Implementation framework including speech database construction, audio preprocessing, frame segmentation, endpoint detection, and feature analysis with code-level algorithm explanations

Detailed Documentation

In the domain of speech processing, several key components require systematic implementation. First, we need to establish a comprehensive speech database containing diverse voice samples to facilitate accurate speech analysis and processing. This typically involves recording multiple speakers under controlled acoustic conditions and storing waveforms in standardized formats like WAV or PCM. Second, audio preprocessing is crucial for noise removal and signal enhancement using techniques like spectral subtraction or Wiener filtering algorithms to improve recognition accuracy. Subsequently, we perform frame segmentation by dividing continuous speech signals into short-term frames (typically 20-30ms) using overlapping window functions such as Hamming windows, which allows for stable feature extraction.

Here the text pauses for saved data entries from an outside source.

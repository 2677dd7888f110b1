//! Business logic services

pub mod catalog;

use crate::repository::Repository;

/// Container for all services
#[derive(Clone)]
pub struct Services {
    pub catalog: catalog::CatalogService,
}

impl Services {
    /// Create all services with the given repository
    pub fn new(repository: Repository) -> Self {
        Self {
            catalog: catalog::CatalogService::new(repository),
        }
    }
}
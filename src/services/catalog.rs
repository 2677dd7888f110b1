//! Catalog management service

use crate::{
    error::{AppError, AppResult},
    models::{Book, BookInput},
    repository::{BookFilter, Pagination, Repository},
};

#[derive(Clone)]
pub struct CatalogService {
    repository: Repository,
}

impl CatalogService {
    pub fn new(repository: Repository) -> Self {
        Self { repository }
    }

    /// Search books on one field, returning a page and the total match count.
    /// Out-of-range paging values are clamped (see [`Pagination::new`]).
    pub async fn search_books(
        &self,
        search_by: &str,
        search_value: &str,
        page: i64,
        page_size: i64,
    ) -> AppResult<(Vec<Book>, i64)> {
        let filter = BookFilter::new(search_by, search_value);
        self.repository
            .books
            .search(&filter, Pagination::new(page, page_size))
            .await
    }

    /// Get book by ID
    pub async fn get_book(&self, id: i32) -> AppResult<Book> {
        self.repository.books.get_by_id(id).await
    }

    /// Create a new book. Any ID in the payload is ignored.
    pub async fn create_book(&self, input: BookInput) -> AppResult<Book> {
        let input = BookInput {
            id: None,
            ..input.trimmed()
        };
        input.check()?;
        self.repository.books.create(&input).await
    }

    /// Replace every field of an existing book
    pub async fn update_book(&self, id: i32, input: BookInput) -> AppResult<Book> {
        if input.id != Some(id) {
            return Err(AppError::Validation(
                "ID in URL does not match ID in request body.".to_string(),
            ));
        }
        let input = input.trimmed();
        input.check()?;
        self.repository.books.update(id, &input).await
    }

    /// Delete a book permanently
    pub async fn delete_book(&self, id: i32) -> AppResult<()> {
        self.repository.books.delete(id).await
    }

    /// Check that the book store is reachable
    pub async fn ping(&self) -> AppResult<()> {
        self.repository.books.ping().await
    }
}
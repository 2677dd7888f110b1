//! Bookshelf Book Catalog
//!
//! A REST JSON API for searching and maintaining a catalog of books,
//! backed by PostgreSQL or an in-process store.

use std::sync::Arc;

pub mod api;
pub mod config;
pub mod error;
pub mod models;
pub mod repository;
pub mod services;

pub use config::AppConfig;
pub use error::{AppError, AppResult};

/// Application state shared across all handlers
#[derive(Clone)]
pub struct AppState {
    pub config: Arc<AppConfig>,
    pub services: Arc<services::Services>,
}

impl AppState {
    pub fn new(config: AppConfig, repository: repository::Repository) -> Self {
        Self {
            config: Arc::new(config),
            services: Arc::new(services::Services::new(repository)),
        }
    }
}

Simultaneously, endpoint detection algorithms (like energy-based or zero-crossing rate methods) identify speech boundaries to isolate valid audio segments from silence. Finally, feature analysis extracts discriminative characteristics through algorithms like MFCC (Mel-Frequency Cepstral Coefficients) that capture spectral properties and formant frequencies, enabling effective speech recognition and synthesis tasks. The DTW algorithm then dynamically aligns feature sequences by finding optimal warping paths to handle temporal variations in spoken words.